Occupational therapists are trained in both physical and mental health, which they combine with a practical approach that focuses on helping people to adapt and live well — whether that is by making physical adjustments to someone’s house, connecting them to community groups or helping to negotiate changes to their job so they can stay in work or return to it.

“When you look at the bigger picture, the outcomes tend to be better,” says Jodie Hall, an occupational therapist in Sheffield. “We’re very goal oriented, we set goals and care plans, and review as we go along. We’re looking at ‘where do you want to be, is it achievable, are we working towards it?’.”

There are about 41,000 occupational therapists in the UK, the majority of whom work for the NHS. But most people don’t come into contact with them until they have become really quite unwell — for example, they may see one if they are being discharged from hospital. There are nascent moves to get more of them into GP surgeries, so they can reach people much earlier, such as when they first get signed off from work.

“Getting in early at that point would prevent people being in this cycle where they are in work and off work,” says Karin Orman, director of practice and innovation at the Royal College of Occupational Therapists. There are about 6,500 GP surgeries in England, but currently only 200 occupational therapists are attached to them.

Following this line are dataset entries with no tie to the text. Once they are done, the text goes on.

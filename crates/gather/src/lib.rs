//! ICE 候选收集探测
//!
//! 针对一份 ICE 服务器配置生成若干测试变体（完整配置、强制中继、仅 TURN、
//! 仅 STUN），逐个建立 PeerConnection 触发候选收集，并按变体的成功条件
//! 判定结果。协议细节全部交给 webrtc-rs。

pub mod candidate;
pub mod error;
pub mod peer;
pub mod plan;
pub mod probe;
pub mod session;

pub use candidate::{CandidateKind, GatheredCandidate};
pub use error::{GatherError, Result};
pub use peer::WebRtcSessionFactory;
pub use plan::{TestVariant, VariantKind, build_plan};
pub use probe::{ProbeOptions, ProbeReport, run_probe};
pub use session::{ConnectionState, GatheringState, IceSession, SessionFactory};
//! 收集到的 ICE 候选

use serde::Serialize;
use std::fmt;
use strum::{Display, EnumString};

/// 候选类型（RFC 8445 §5.1.1）
#[derive(Debug, Clone, Copy, PartialEq, Eq, Hash, Serialize, Display, EnumString)]
#[strum(serialize_all = "lowercase")]
#[serde(rename_all = "lowercase")]
pub enum CandidateKind {
    Host,
    Srflx,
    Prflx,
    Relay,
    Unknown,
}

impl CandidateKind {
    /// 未识别的类型归为 Unknown
    pub fn from_type_name(name: &str) -> Self {
        name.parse().unwrap_or(Self::Unknown)
    }
}

#[derive(Debug, Clone, PartialEq, Eq, Serialize)]
pub struct GatheredCandidate {
    pub kind: CandidateKind,
    pub address: String,
    pub port: u16,
    /// "udp" / "tcp"
    pub protocol: String,
}

impl GatheredCandidate {
    pub fn new(kind: CandidateKind, address: impl Into<String>, port: u16) -> Self {
        Self {
            kind,
            address: address.into(),
            port,
            protocol: "udp".to_string(),
        }
    }

    pub fn is_relay(&self) -> bool {
        self.kind == CandidateKind::Relay
    }
}

impl fmt::Display for GatheredCandidate {
    fn fmt(&self, f: &mut fmt::Formatter<'_>) -> fmt::Result {
        if self.address.contains(':') {
            write!(f, "{} - [{}]:{}", self.kind, self.address, self.port)
        } else {
            write!(f, "{} - {}:{}", self.kind, self.address, self.port)
        }
    }
}
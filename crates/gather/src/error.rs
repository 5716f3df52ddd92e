//! 候选收集错误类型

use thiserror::Error;

/// ICE 收集探测错误枚举
#[derive(Error, Debug)]
pub enum GatherError {
    /// webrtc-rs API / PeerConnection 构建失败
    #[error("Failed to create peer connection: {reason}")]
    PeerConnectionFailed { reason: String },

    /// 数据通道创建失败（没有 m-line 就不会开始收集）
    #[error("Failed to create data channel: {reason}")]
    DataChannelFailed { reason: String },

    /// create_offer / set_local_description 失败
    #[error("Failed to set local description: {reason}")]
    LocalDescriptionFailed { reason: String },

    /// 关闭连接失败
    #[error("Failed to close peer connection: {reason}")]
    CloseFailed { reason: String },

    /// 变体中没有任何 ICE 服务器
    #[error("Test variant '{name}' has no ICE servers")]
    EmptyVariant { name: String },

    /// 未知的变体名
    #[error("Unknown test variant '{0}'")]
    UnknownVariant(String),
}

/// 收集探测专用的 Result 类型
pub type Result<T> = std::result::Result<T, GatherError>;

impl GatherError {
    pub fn peer_connection(reason: impl ToString) -> Self {
        Self::PeerConnectionFailed {
            reason: reason.to_string(),
        }
    }
}
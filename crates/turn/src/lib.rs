//! TURN 中继分配探测
//!
//! 通过 `turn` 客户端向 TURN 服务器发起 Allocate，成功即说明服务器可达、
//! 凭据有效且能分配中继地址。比 ICE 收集更直接地定位 TURN 侧问题。

pub mod error;

pub use error::{Result, TurnError};

use std::net::SocketAddr;
use std::sync::Arc;
use std::time::Duration;
use tokio::net::UdpSocket;
use tokio::time::Instant;
use tracing::{debug, info, warn};
use turn_crate::client::{Client, ClientConfig};
use webrtc_util::Conn;

/// 单个 TURN 探测目标
#[derive(Debug, Clone, PartialEq, Eq)]
pub struct TurnTarget {
    /// `host:port`
    pub server: String,
    pub username: String,
    pub credential: String,
    /// 为空时由服务器 401 响应中的 REALM 决定
    pub realm: String,
}

impl TurnTarget {
    pub fn new(
        server: impl Into<String>,
        username: impl Into<String>,
        credential: impl Into<String>,
    ) -> Self {
        Self {
            server: server.into(),
            username: username.into(),
            credential: credential.into(),
            realm: String::new(),
        }
    }
}

/// 分配探测结果
#[derive(Debug, Clone, PartialEq, Eq)]
pub struct AllocationReport {
    pub server: String,
    /// TURN 服务器分配的中继地址
    pub relayed_address: SocketAddr,
    /// 服务器看到的本端地址（Binding 响应），部分服务器不响应时为 None
    pub mapped_address: Option<SocketAddr>,
    pub duration: Duration,
}

/// 释放分配（lifetime = 0 的 Refresh）最多等待的时间
const RELEASE_TIMEOUT: Duration = Duration::from_secs(2);

/// 对 `target` 执行一次完整的 Allocate 并立即释放
///
/// 无论成功、失败还是超时，客户端都会被关闭。
pub async fn probe_allocation(target: &TurnTarget, timeout: Duration) -> Result<AllocationReport> {
    if target.username.is_empty() || target.credential.is_empty() {
        return Err(TurnError::InvalidCredentials {
            details: format!("{} requires username and credential", target.server),
        });
    }

    let started = Instant::now();
    let deadline = started + timeout;
    let timed_out = || TurnError::Timeout {
        server: target.server.clone(),
        duration_ms: timeout.as_millis() as u64,
    };

    // listen() 之前没有后台任务，超时丢弃这个 future 不会泄漏
    let client = tokio::time::timeout_at(deadline, connect(target))
        .await
        .map_err(|_| timed_out())??;

    let outcome = match tokio::time::timeout_at(deadline, allocate(&client, target, started)).await
    {
        Ok(result) => result,
        Err(_) => Err(timed_out()),
    };

    if let Err(e) = client.close().await {
        warn!("Failed to close TURN client for {}: {}", target.server, e);
    }

    if let Ok(report) = &outcome {
        info!(
            "TURN allocation on {} succeeded: relayed={} mapped={:?} in {:?}",
            report.server, report.relayed_address, report.mapped_address, report.duration
        );
    }
    outcome
}

async fn connect(target: &TurnTarget) -> Result<Client> {
    let setup_failed = |reason: String| TurnError::ClientSetupFailed {
        server: target.server.clone(),
        reason,
    };

    let socket = UdpSocket::bind("0.0.0.0:0").await?;
    debug!(
        "TURN probe socket bound on {:?} for {}",
        socket.local_addr(),
        target.server
    );

    let client = Client::new(ClientConfig {
        stun_serv_addr: target.server.clone(),
        turn_serv_addr: target.server.clone(),
        username: target.username.clone(),
        password: target.credential.clone(),
        realm: target.realm.clone(),
        software: String::new(),
        rto_in_ms: 0,
        conn: Arc::new(socket),
        vnet: None,
    })
    .await
    .map_err(|e| setup_failed(e.to_string()))?;

    client
        .listen()
        .await
        .map_err(|e| setup_failed(e.to_string()))?;

    Ok(client)
}

async fn allocate(client: &Client, target: &TurnTarget, started: Instant) -> Result<AllocationReport> {
    let relay_conn = client
        .allocate()
        .await
        .map_err(|e| TurnError::AllocationFailed {
            server: target.server.clone(),
            reason: e.to_string(),
        })?;

    let relayed_address = relay_conn.local_addr().map_err(|e| TurnError::AllocationFailed {
        server: target.server.clone(),
        reason: format!("relay connection has no address: {e}"),
    });

    let mapped_address = match &relayed_address {
        Ok(_) => match client.send_binding_request().await {
            Ok(addr) => Some(addr),
            Err(e) => {
                debug!("Binding request via {} failed: {}", target.server, e);
                None
            }
        },
        Err(_) => None,
    };

    match tokio::time::timeout(RELEASE_TIMEOUT, relay_conn.close()).await {
        Ok(Ok(())) => {}
        Ok(Err(e)) => warn!("Failed to release allocation on {}: {}", target.server, e),
        Err(_) => warn!("Releasing allocation on {} timed out", target.server),
    }

    Ok(AllocationReport {
        server: target.server.clone(),
        relayed_address: relayed_address?,
        mapped_address,
        duration: started.elapsed(),
    })
}

#[cfg(test)]
mod tests {
    use super::*;

    #[tokio::test]
    async fn test_missing_credentials_rejected_before_network() {
        let target = TurnTarget::new("127.0.0.1:3478", "", "secret");
        let err = probe_allocation(&target, Duration::from_secs(1))
            .await
            .unwrap_err();
        assert!(matches!(err, TurnError::InvalidCredentials { .. }));
    }
}
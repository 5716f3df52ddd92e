//! TURN 探测错误类型

use thiserror::Error;

/// TURN 分配探测错误枚举
#[derive(Error, Debug)]
pub enum TurnError {
    /// 客户端创建或监听失败
    #[error("Failed to set up TURN client for {server}: {reason}")]
    ClientSetupFailed { server: String, reason: String },

    /// Allocate 请求失败（认证失败、配额不足等）
    #[error("Allocation on {server} failed: {reason}")]
    AllocationFailed { server: String, reason: String },

    /// 探测超时
    #[error("TURN allocation on {server} timed out after {duration_ms}ms")]
    Timeout { server: String, duration_ms: u64 },

    /// 目前只探测 UDP
    #[error("Unsupported TURN transport for {url}, only UDP allocations are probed")]
    UnsupportedTransport { url: String },

    /// 缺少凭据
    #[error("Invalid credentials: {details}")]
    InvalidCredentials { details: String },

    #[error("IO error: {0}")]
    Io(#[from] std::io::Error),
}

/// TURN 探测专用的 Result 类型
pub type Result<T> = std::result::Result<T, TurnError>;
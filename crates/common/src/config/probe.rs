use serde::{Deserialize, Serialize};
use std::time::Duration;

/// ICE 候选收集探测参数
#[derive(Debug, Clone, Serialize, Deserialize)]
pub struct ProbeSettings {
    /// 等待 ICE 收集完成的最长时间（毫秒）
    #[serde(default = "default_gather_timeout_ms")]
    pub gather_timeout_ms: u64,

    /// 轮询收集状态的间隔（毫秒）
    #[serde(default = "default_poll_interval_ms")]
    pub poll_interval_ms: u64,

    /// 收集结束后继续等待迟到候选的时间（毫秒）
    #[serde(default = "default_settle_delay_ms")]
    pub settle_delay_ms: u64,

    /// 要执行的测试变体，留空表示全部
    ///
    /// 可选值：full, relay-forced, turn-only, stun-only
    #[serde(default)]
    pub variants: Vec<String>,

    /// 任一变体失败时以非零状态退出
    #[serde(default)]
    pub strict: bool,
}

pub const VARIANT_NAMES: [&str; 4] = ["full", "relay-forced", "turn-only", "stun-only"];

fn default_gather_timeout_ms() -> u64 {
    10_000
}

fn default_poll_interval_ms() -> u64 {
    100
}

fn default_settle_delay_ms() -> u64 {
    2_000
}

impl Default for ProbeSettings {
    fn default() -> Self {
        Self {
            gather_timeout_ms: default_gather_timeout_ms(),
            poll_interval_ms: default_poll_interval_ms(),
            settle_delay_ms: default_settle_delay_ms(),
            variants: Vec::new(),
            strict: false,
        }
    }
}

impl ProbeSettings {
    pub fn gather_timeout(&self) -> Duration {
        Duration::from_millis(self.gather_timeout_ms)
    }

    pub fn poll_interval(&self) -> Duration {
        Duration::from_millis(self.poll_interval_ms)
    }

    pub fn settle_delay(&self) -> Duration {
        Duration::from_millis(self.settle_delay_ms)
    }

    pub(crate) fn collect_issues(&self, errors: &mut Vec<String>) {
        if self.gather_timeout_ms == 0 {
            errors.push("probe.gather_timeout_ms must be greater than 0".to_string());
        }
        if self.poll_interval_ms == 0 {
            errors.push("probe.poll_interval_ms must be greater than 0".to_string());
        } else if self.poll_interval_ms > self.gather_timeout_ms {
            errors.push(format!(
                "Warning: probe.poll_interval_ms ({}) exceeds gather_timeout_ms ({})",
                self.poll_interval_ms, self.gather_timeout_ms
            ));
        }
        for variant in &self.variants {
            if !VARIANT_NAMES.contains(&variant.as_str()) {
                errors.push(format!(
                    "Unknown probe variant '{variant}', must be one of: {}",
                    VARIANT_NAMES.join(", ")
                ));
            }
        }
    }
}
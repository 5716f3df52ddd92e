//! 命令行界面定义
//!
//! 定义了主程序的命令行参数和选项
use clap::{Args, Parser, Subcommand};
use std::path::PathBuf;
use turnprobe_common::config::SourceConfig;

#[derive(Parser, Debug)]
#[command(name = "turnprobe")]
#[command(version)]
#[command(about = "TURN/STUN reachability diagnostics: ICE gathering, relay allocation and STUN latency")]
pub(crate) struct Cli {
    #[command(subcommand)]
    pub(crate) command: Option<Commands>,

    /// Configuration file path (defaults to searching standard locations)
    #[arg(short, long, global = true)]
    pub(crate) config: Option<PathBuf>,
}

#[derive(Subcommand, Debug)]
pub(crate) enum Commands {
    /// Gather ICE candidates for each configuration variant (default)
    Run(RunArgs),

    /// Measure STUN server latency and pick the fastest servers
    Optimize {
        #[command(flatten)]
        source: SourceArgs,

        /// Number of servers to keep
        #[arg(long)]
        max_servers: Option<usize>,

        /// Print JSON instead of text
        #[arg(long)]
        json: bool,
    },

    /// Allocate a relay on every TURN URL in the configuration
    Allocate {
        #[command(flatten)]
        source: SourceArgs,

        /// Per-server allocation timeout in milliseconds
        #[arg(long, default_value_t = 5000)]
        timeout_ms: u64,

        /// Print JSON instead of text
        #[arg(long)]
        json: bool,
    },

    /// Encode a JSON ICE configuration file as a base64 environment value
    Convert {
        /// JSON file to convert
        #[arg(short, long, default_value = "xirsys-config.json")]
        input: PathBuf,

        /// Variable name in the printed assignment
        #[arg(long, default_value = "RTC_CONFIG")]
        env_var: String,
    },

    /// Serve /api/get-config and /health
    Serve {
        /// Bind address, overrides serve.ip/serve.port
        #[arg(long)]
        bind: Option<String>,
    },

    /// Test configuration file
    Check {
        /// Configuration file path (optional, defaults to --config or the standard locations)
        #[arg(index = 1)]
        config_file: Option<PathBuf>,
    },
}

#[derive(Args, Debug, Default, Clone)]
pub(crate) struct RunArgs {
    #[command(flatten)]
    pub(crate) source: SourceArgs,

    /// Variant to run (full, relay-forced, turn-only, stun-only); repeatable
    #[arg(long = "variant", value_name = "NAME")]
    pub(crate) variants: Vec<String>,

    /// Gathering timeout per variant in milliseconds
    #[arg(long)]
    pub(crate) timeout_ms: Option<u64>,

    /// Print JSON instead of text
    #[arg(long)]
    pub(crate) json: bool,

    /// Exit with a non-zero status when any variant fails
    #[arg(long)]
    pub(crate) strict: bool,
}

/// 覆盖配置文件中的 `[source]`
#[derive(Args, Debug, Default, Clone)]
pub(crate) struct SourceArgs {
    /// Fetch the ICE configuration from this URL
    #[arg(long)]
    pub(crate) source_url: Option<String>,

    /// Environment variable holding base64 JSON
    #[arg(long)]
    pub(crate) source_env: Option<String>,

    /// Local JSON configuration file
    #[arg(long)]
    pub(crate) source_file: Option<PathBuf>,

    /// Use public STUN servers when every source fails
    #[arg(long)]
    pub(crate) fallback: bool,
}

impl SourceArgs {
    pub(crate) fn apply(&self, config: &mut SourceConfig) {
        if let Some(url) = &self.source_url {
            config.url = Some(url.clone());
        }
        if let Some(var) = &self.source_env {
            config.env_var = var.clone();
        }
        if let Some(file) = &self.source_file {
            config.file = Some(file.clone());
        }
        if self.fallback {
            config.use_fallback = true;
        }
    }
}
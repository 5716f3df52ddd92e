//! 候选收集探测循环

use crate::candidate::GatheredCandidate;
use crate::plan::TestVariant;
use crate::session::{GatheringState, SessionFactory};
use serde::{Serialize, Serializer};
use std::time::Duration;
use tokio::sync::mpsc;
use tokio::time::Instant;
use tracing::{error, info, warn};
use turnprobe_common::config::ProbeSettings;

/// 探测时间参数
#[derive(Debug, Clone, Copy, PartialEq, Eq)]
pub struct ProbeOptions {
    /// 等待收集完成的上限，超时不算错误
    pub gather_timeout: Duration,
    /// 轮询收集状态的间隔
    pub poll_interval: Duration,
    /// 收集结束后继续等待迟到候选的时间
    pub settle_delay: Duration,
}

impl Default for ProbeOptions {
    fn default() -> Self {
        Self {
            gather_timeout: Duration::from_secs(10),
            poll_interval: Duration::from_millis(100),
            settle_delay: Duration::from_secs(2),
        }
    }
}

impl From<&ProbeSettings> for ProbeOptions {
    fn from(settings: &ProbeSettings) -> Self {
        Self {
            gather_timeout: settings.gather_timeout(),
            poll_interval: settings.poll_interval(),
            settle_delay: settings.settle_delay(),
        }
    }
}

/// 单个测试变体的结果
#[derive(Debug, Clone, Serialize)]
pub struct ProbeReport {
    pub test_name: String,
    pub success: bool,
    #[serde(rename = "duration_secs", serialize_with = "as_secs_f64")]
    pub duration: Duration,
    pub total_candidates: usize,
    pub relay_candidates: usize,
    pub candidates: Vec<GatheredCandidate>,
    /// 收集在超时前未进入 complete
    pub timed_out: bool,
    #[serde(skip_serializing_if = "Option::is_none")]
    pub error: Option<String>,
}

fn as_secs_f64<S: Serializer>(duration: &Duration, serializer: S) -> Result<S::Ok, S::Error> {
    serializer.serialize_f64(duration.as_secs_f64())
}

impl ProbeReport {
    /// 会话无法建立时的结果
    pub fn failed(variant: &TestVariant, error: impl ToString) -> Self {
        Self {
            test_name: variant.name.clone(),
            success: false,
            duration: Duration::ZERO,
            total_candidates: 0,
            relay_candidates: 0,
            candidates: Vec::new(),
            timed_out: false,
            error: Some(error.to_string()),
        }
    }
}

/// 对一个变体执行完整的收集探测
///
/// 错误不会向上传播，而是体现在返回的报告中，便于连续执行多个变体。
pub async fn run_probe(
    factory: &dyn SessionFactory,
    variant: &TestVariant,
    options: &ProbeOptions,
) -> ProbeReport {
    info!("Starting {} test...", variant.name);

    let (tx, mut rx) = mpsc::unbounded_channel();
    let session = match factory.open(variant, tx).await {
        Ok(session) => session,
        Err(e) => {
            error!("Error in {}: {}", variant.name, e);
            return ProbeReport::failed(variant, e);
        }
    };

    let started = Instant::now();
    let deadline = started + options.gather_timeout;
    let mut timed_out = false;
    while session.gathering_state() != GatheringState::Complete {
        if Instant::now() >= deadline {
            timed_out = true;
            warn!(
                "{}: ICE gathering did not complete within {:?}",
                variant.name, options.gather_timeout
            );
            break;
        }
        tokio::time::sleep(options.poll_interval).await;
    }

    info!("Final ICE gathering state: {}", session.gathering_state());
    info!("ICE connection state: {}", session.connection_state());

    tokio::time::sleep(options.settle_delay).await;

    if let Err(e) = session.close().await {
        warn!("{}: {}", variant.name, e);
    }
    let duration = started.elapsed();
    drop(session);

    let mut candidates = Vec::new();
    while let Ok(candidate) = rx.try_recv() {
        candidates.push(candidate);
    }
    let relay_candidates = candidates.iter().filter(|c| c.is_relay()).count();

    let success = if variant.require_relay {
        relay_candidates > 0
    } else {
        !candidates.is_empty()
    };

    if success {
        info!(
            "{}: Found {} candidates ({} relay)",
            variant.name,
            candidates.len(),
            relay_candidates
        );
    } else {
        warn!("{}: No suitable candidates found", variant.name);
    }

    ProbeReport {
        test_name: variant.name.clone(),
        success,
        duration,
        total_candidates: candidates.len(),
        relay_candidates,
        candidates,
        timed_out,
        error: None,
    }
}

Jodie Hall in Sheffield is part of a mental health service that is integrated into GP surgeries. She and her team also connect people with all kinds of other support, from benefits advisers to an employment service.

One woman, for example, was a cleaner in a gym but it was such a busy site it was worsening her anxiety. Someone went along with her and helped her speak to the employer to explore if she could move to a different site or an earlier shift. “Until then, the employer hadn’t really heard what the challenge was.”

Employers who want to support their staff could even think about hiring an in-house occupational therapist. Orman says this is rare in the private sector, but there is no reason why more companies shouldn’t do it.

One problem is supply. In comparison with other countries, the UK actually has quite a lot of occupational therapists: only the US, Japan and Germany have more, according to data from the World Federation of Occupational Therapists. But they were still added to the Home Office “shortage occupation list” in 2019 because — a familiar story, this — the country doesn’t train enough people to meet rising demand.

Putting more occupational therapists in GP surgeries isn’t going to solve all Britain’s problems. But it would pay dividends to give people some help when they first start to struggle — rather than waiting until they really unravel. That goes for the economy too.